How to complete this task — Scan the material for the word "reqwest" and copy each line where it occurs.

Given information —
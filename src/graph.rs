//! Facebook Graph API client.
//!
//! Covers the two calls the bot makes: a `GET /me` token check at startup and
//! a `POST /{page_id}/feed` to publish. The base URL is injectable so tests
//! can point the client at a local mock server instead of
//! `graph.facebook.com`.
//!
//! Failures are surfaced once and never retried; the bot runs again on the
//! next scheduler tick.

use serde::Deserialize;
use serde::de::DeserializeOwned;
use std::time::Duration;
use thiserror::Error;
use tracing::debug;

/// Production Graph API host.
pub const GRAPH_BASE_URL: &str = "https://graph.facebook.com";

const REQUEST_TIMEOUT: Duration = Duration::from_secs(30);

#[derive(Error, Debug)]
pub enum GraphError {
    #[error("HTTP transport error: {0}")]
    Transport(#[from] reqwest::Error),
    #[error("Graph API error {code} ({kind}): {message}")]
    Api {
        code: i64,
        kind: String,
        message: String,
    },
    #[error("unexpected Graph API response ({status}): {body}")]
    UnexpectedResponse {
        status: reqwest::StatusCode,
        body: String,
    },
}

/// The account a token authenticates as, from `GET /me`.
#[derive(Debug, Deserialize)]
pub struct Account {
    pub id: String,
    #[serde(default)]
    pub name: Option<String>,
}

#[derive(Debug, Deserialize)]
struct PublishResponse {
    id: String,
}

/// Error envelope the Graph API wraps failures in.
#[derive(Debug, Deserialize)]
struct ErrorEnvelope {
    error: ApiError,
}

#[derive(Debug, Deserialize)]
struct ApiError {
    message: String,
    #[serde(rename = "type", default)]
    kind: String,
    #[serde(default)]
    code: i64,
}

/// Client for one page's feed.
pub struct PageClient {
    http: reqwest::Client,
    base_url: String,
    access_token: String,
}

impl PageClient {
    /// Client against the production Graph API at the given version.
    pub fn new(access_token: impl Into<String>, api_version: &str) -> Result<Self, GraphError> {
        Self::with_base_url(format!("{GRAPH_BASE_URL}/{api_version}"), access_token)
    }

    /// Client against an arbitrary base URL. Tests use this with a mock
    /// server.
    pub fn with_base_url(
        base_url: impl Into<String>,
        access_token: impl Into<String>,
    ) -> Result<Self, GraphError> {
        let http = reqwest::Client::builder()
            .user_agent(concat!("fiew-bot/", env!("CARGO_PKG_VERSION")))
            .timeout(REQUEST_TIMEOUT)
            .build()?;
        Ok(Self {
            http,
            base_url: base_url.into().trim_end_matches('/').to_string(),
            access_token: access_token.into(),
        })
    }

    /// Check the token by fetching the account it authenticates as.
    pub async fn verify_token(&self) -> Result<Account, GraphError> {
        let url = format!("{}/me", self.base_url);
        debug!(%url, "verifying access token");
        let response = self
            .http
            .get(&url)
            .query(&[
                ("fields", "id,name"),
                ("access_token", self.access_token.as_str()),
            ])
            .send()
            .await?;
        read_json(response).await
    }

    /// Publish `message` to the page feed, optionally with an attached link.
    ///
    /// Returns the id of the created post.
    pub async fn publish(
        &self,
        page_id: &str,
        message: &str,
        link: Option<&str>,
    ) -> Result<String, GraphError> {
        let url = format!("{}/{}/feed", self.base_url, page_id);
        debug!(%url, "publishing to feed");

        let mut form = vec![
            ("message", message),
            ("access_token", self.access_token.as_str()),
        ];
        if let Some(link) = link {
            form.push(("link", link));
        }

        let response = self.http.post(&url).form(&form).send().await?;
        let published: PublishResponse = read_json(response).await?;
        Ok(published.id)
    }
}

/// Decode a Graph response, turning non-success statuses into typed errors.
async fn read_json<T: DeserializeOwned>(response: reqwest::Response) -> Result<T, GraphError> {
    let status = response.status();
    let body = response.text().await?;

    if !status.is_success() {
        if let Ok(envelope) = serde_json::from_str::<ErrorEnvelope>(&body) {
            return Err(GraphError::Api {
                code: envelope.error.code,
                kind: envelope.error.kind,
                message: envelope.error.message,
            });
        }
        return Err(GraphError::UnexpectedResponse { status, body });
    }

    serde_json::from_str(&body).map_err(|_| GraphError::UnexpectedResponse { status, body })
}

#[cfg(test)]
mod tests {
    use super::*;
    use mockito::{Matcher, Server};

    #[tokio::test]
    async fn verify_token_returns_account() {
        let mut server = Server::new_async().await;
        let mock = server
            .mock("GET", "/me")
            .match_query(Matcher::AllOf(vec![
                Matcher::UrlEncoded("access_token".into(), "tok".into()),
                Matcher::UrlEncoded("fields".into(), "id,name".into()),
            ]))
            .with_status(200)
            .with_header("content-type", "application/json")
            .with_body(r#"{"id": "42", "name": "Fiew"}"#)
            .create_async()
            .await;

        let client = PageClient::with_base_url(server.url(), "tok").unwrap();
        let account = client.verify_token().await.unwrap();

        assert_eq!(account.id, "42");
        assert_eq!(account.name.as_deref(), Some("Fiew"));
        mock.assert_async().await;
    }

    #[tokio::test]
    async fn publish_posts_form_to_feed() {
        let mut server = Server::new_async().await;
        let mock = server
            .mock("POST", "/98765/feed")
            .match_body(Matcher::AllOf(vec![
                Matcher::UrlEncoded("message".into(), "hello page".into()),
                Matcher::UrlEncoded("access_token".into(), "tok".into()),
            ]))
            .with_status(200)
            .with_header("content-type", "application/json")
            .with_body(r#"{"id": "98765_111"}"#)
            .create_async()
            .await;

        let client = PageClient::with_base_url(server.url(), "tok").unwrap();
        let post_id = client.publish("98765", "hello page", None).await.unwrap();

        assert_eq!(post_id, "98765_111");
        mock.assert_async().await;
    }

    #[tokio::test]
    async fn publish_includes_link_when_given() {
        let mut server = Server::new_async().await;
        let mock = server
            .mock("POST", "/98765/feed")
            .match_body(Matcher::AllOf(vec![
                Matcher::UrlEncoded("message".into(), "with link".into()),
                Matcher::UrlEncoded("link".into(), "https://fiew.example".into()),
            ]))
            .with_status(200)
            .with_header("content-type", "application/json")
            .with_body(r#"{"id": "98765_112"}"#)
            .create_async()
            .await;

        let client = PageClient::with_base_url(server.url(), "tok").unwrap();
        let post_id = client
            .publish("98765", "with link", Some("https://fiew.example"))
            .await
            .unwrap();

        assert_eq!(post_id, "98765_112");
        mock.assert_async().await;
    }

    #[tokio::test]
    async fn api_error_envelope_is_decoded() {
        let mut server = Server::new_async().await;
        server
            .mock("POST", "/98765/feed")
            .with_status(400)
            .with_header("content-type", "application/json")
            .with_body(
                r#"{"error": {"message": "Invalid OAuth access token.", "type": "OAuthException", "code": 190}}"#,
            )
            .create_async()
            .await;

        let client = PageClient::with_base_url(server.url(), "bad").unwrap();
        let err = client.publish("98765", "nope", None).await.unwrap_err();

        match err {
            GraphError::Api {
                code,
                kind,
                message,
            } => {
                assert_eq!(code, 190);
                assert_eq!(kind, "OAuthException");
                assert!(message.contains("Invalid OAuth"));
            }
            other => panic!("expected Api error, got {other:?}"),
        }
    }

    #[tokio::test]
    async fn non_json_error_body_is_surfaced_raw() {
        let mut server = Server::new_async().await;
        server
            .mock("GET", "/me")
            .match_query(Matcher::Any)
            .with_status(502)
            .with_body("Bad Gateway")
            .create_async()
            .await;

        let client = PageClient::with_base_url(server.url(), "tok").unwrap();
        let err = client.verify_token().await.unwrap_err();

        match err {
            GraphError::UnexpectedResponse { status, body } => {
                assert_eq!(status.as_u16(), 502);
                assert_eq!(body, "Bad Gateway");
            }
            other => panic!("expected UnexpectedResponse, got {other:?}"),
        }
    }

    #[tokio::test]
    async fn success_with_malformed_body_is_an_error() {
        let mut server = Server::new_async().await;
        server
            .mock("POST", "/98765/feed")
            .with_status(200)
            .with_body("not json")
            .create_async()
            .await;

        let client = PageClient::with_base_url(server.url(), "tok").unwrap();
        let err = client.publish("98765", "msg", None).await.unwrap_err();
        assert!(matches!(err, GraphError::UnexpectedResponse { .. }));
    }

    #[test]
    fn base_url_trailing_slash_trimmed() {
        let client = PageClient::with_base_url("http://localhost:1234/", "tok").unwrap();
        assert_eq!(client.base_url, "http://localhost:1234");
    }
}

* * *

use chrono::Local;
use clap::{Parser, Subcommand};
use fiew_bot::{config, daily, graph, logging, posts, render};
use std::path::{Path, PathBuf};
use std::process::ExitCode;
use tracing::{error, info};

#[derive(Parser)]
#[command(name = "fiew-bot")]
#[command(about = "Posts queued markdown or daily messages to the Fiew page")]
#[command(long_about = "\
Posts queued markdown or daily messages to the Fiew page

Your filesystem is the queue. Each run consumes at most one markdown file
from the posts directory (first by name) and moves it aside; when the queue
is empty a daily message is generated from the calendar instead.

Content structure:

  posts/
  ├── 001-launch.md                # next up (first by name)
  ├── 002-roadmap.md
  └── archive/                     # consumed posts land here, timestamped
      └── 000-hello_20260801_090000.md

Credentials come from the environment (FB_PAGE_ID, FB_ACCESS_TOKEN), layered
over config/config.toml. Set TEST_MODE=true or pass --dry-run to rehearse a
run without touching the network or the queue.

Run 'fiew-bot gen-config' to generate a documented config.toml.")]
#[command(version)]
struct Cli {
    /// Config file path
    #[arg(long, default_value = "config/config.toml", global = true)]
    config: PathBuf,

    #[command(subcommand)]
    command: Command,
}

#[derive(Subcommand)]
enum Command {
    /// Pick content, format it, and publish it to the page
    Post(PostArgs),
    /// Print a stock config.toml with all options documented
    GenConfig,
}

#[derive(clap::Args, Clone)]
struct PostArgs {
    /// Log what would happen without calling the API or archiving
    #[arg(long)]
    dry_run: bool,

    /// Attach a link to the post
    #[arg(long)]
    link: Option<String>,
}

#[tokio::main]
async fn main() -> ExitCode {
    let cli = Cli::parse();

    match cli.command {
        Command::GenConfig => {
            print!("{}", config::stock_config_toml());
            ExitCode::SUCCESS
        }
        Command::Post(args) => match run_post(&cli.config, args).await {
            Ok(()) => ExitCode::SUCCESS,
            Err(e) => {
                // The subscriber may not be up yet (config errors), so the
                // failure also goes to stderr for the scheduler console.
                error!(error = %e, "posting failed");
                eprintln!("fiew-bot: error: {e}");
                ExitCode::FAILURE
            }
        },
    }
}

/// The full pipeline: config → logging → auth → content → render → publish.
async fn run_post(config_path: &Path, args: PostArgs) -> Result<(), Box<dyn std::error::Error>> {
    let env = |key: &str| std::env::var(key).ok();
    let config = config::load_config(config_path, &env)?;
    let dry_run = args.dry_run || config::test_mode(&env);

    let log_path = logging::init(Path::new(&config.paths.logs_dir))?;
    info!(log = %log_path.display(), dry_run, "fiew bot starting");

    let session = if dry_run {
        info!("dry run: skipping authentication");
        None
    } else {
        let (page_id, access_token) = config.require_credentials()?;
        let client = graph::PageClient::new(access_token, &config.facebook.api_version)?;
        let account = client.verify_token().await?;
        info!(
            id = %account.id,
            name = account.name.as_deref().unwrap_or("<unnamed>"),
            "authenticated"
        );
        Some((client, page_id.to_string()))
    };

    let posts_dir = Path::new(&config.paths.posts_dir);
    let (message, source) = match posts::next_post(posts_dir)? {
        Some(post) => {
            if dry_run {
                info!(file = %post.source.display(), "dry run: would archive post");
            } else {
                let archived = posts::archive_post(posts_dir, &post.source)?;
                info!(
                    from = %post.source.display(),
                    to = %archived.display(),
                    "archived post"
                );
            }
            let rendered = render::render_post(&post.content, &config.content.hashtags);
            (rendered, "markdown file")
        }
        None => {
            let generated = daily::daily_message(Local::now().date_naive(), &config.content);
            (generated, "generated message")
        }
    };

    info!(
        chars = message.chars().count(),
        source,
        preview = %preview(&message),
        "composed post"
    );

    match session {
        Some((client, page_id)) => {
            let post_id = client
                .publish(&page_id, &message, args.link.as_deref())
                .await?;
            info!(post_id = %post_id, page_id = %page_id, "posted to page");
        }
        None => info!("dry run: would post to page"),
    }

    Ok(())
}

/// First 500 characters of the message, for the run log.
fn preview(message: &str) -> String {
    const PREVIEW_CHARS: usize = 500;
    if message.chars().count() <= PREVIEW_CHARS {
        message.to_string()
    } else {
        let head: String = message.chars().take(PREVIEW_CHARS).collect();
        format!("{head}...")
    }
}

Output —
    Transport(#[from] reqwest::Error),
        status: reqwest::StatusCode,
    http: reqwest::Client,
        let http = reqwest::Client::builder()
async fn read_json<T: DeserializeOwned>(response: reqwest::Response) -> Result<T, GraphError> {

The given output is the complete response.